Mathieu Baudry nous accueille alors qu'il étiquette quelques bouteilles. Un rapide tour des installations et la discussion commence. Il est le fils de Bernard, qui a créé le domaine il y a presque 40 ans en 1975. La famille est une vieille famille de vignerons. Dès le début, Bernard grattait les sols, utilisait les produits chimiques de façon très raisonnée. On le prenait pour un fou. Le maître mot de l'époque était rendement, peu importe la manière, mais lui s'obstinait à produire quelques chose de qualité.

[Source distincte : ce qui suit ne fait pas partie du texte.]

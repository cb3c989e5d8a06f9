//! Sky Hopper - headless runner
//!
//! Drives a session at the fixed frame rate with a simple autopilot standing
//! in for the keyboard, and records each frame's draw list the way a window
//! host would consume it.

use std::error::Error;
use std::path::PathBuf;
use std::time::{SystemTime, UNIX_EPOCH};

use clap::Parser;
use sky_hopper::Tuning;
use sky_hopper::consts::FPS;
use sky_hopper::render::{DrawCommand, draw_frame};
use sky_hopper::sim::{GamePhase, GameState, TickInput, tick};

/// Ten minutes of play
const DEFAULT_FRAMES: u64 = 10 * 60 * FPS as u64;

#[derive(Parser)]
#[command(name = "sky-hopper", about = "Headless endless-jumper session")]
struct Args {
    /// Level seed (defaults to the clock)
    #[arg(short, long)]
    seed: Option<u64>,

    /// Maximum number of frames to simulate
    #[arg(short, long, default_value_t = DEFAULT_FRAMES)]
    frames: u64,

    /// JSON file overriding the default tunables
    #[arg(short, long)]
    tuning: Option<PathBuf>,

    /// Print the effective tunables as JSON and exit
    #[arg(long)]
    dump_tuning: bool,
}

fn clock_seed() -> u64 {
    SystemTime::now()
        .duration_since(UNIX_EPOCH)
        .map(|d| d.as_nanos() as u64)
        .unwrap_or(0)
}

/// Steer under the nearest visible platform above the player
fn autopilot(state: &GameState) -> TickInput {
    let player = &state.player;
    let target = state
        .level
        .platforms
        .iter()
        .filter(|p| p.is_visible() && p.rect.top() < player.rect.top())
        .min_by(|a, b| {
            let da = player.rect.top() - a.rect.top();
            let db = player.rect.top() - b.rect.top();
            da.partial_cmp(&db).unwrap_or(std::cmp::Ordering::Equal)
        })
        .map(|p| p.rect.center_x());

    let mut input = TickInput::default();
    if let Some(target_x) = target {
        let dx = target_x - player.rect.center_x();
        let dead_zone = state.tuning.player_speed;
        input.left = dx < -dead_zone;
        input.right = dx > dead_zone;
    }
    input
}

fn main() -> Result<(), Box<dyn Error>> {
    env_logger::init();

    let args = Args::parse();
    let tuning = match &args.tuning {
        Some(path) => Tuning::load(path)?,
        None => Tuning::default(),
    };
    if args.dump_tuning {
        println!("{}", tuning.to_json_string()?);
        return Ok(());
    }

    log::info!("Sky Hopper (headless) starting...");
    let mut state = GameState::new(args.seed.unwrap_or_else(clock_seed), tuning)?;
    let mut frame: Vec<DrawCommand> = Vec::new();

    for _ in 0..args.frames {
        let input = autopilot(&state);
        let phase = tick(&mut state, &input);

        frame.clear();
        draw_frame(&state, &mut frame);

        if state.time_ticks % FPS as u64 == 0 {
            log::debug!(
                "t={}s score={} camera={:.0} platforms={} draws={}",
                state.time_ticks / FPS as u64,
                state.score(),
                state.camera.y,
                state.level.platforms.len(),
                frame.len()
            );
        }
        if phase == GamePhase::GameOver {
            break;
        }
    }

    let outcome = if state.is_game_over() { "Game Over!" } else { "Still going" };
    println!(
        "{outcome} Final Score: {} (seed {}, {} frames)",
        state.score(),
        state.seed,
        state.time_ticks
    );
    Ok(())
}

#[cfg(test)]
mod tests {
    use super::*;
    use clap::CommandFactory;

    #[test]
    fn test_cli_definition_is_valid() {
        Args::command().debug_assert();
    }

    #[test]
    fn test_defaults() {
        let args = Args::try_parse_from(["sky-hopper"]).unwrap();
        assert_eq!(args.seed, None);
        assert_eq!(args.frames, DEFAULT_FRAMES);
        assert!(args.tuning.is_none());
        assert!(!args.dump_tuning);
    }

    #[test]
    fn test_flags_parse() {
        let args = Args::try_parse_from([
            "sky-hopper",
            "--seed",
            "42",
            "-f",
            "600",
            "--tuning",
            "tuning.json",
            "--dump-tuning",
        ])
        .unwrap();
        assert_eq!(args.seed, Some(42));
        assert_eq!(args.frames, 600);
        assert_eq!(args.tuning, Some(PathBuf::from("tuning.json")));
        assert!(args.dump_tuning);
    }

    #[test]
    fn test_bad_values_rejected() {
        assert!(Args::try_parse_from(["sky-hopper", "--seed", "abc"]).is_err());
        assert!(Args::try_parse_from(["sky-hopper", "--bogus"]).is_err());
    }
}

Le domaine est désormais en agriculture biologique, sur une superficie de 30 hectares : 10 en propriété, 20 en fermage (28 en cabernet franc, 2 en chenin). 
Majeur, Mathieu a le déclic et sait qu'il sera vigneron. Il revient sur le domaine familial en 1999, après une école de commerce vins et spiritueux et apprend sur place le métier. Officiellement à la retraite, Bernard n'en demeure pas moins actif. Pour preuve, pendant que Mathieu nous présente le domaine et déroule la dégustation, son père est sur le tracteur, travaillant le sol d'une des nombreuses vignes du domaine qui présentent la particularité d'être morcelées. Morcellement d'ailleurs responsable d'une grande diversité de sols : graviers, calcaires sableux et argilo-calcaire.
En 2014, l'entente entre père et fils est parfaite et les décisions sont toujours collégiales.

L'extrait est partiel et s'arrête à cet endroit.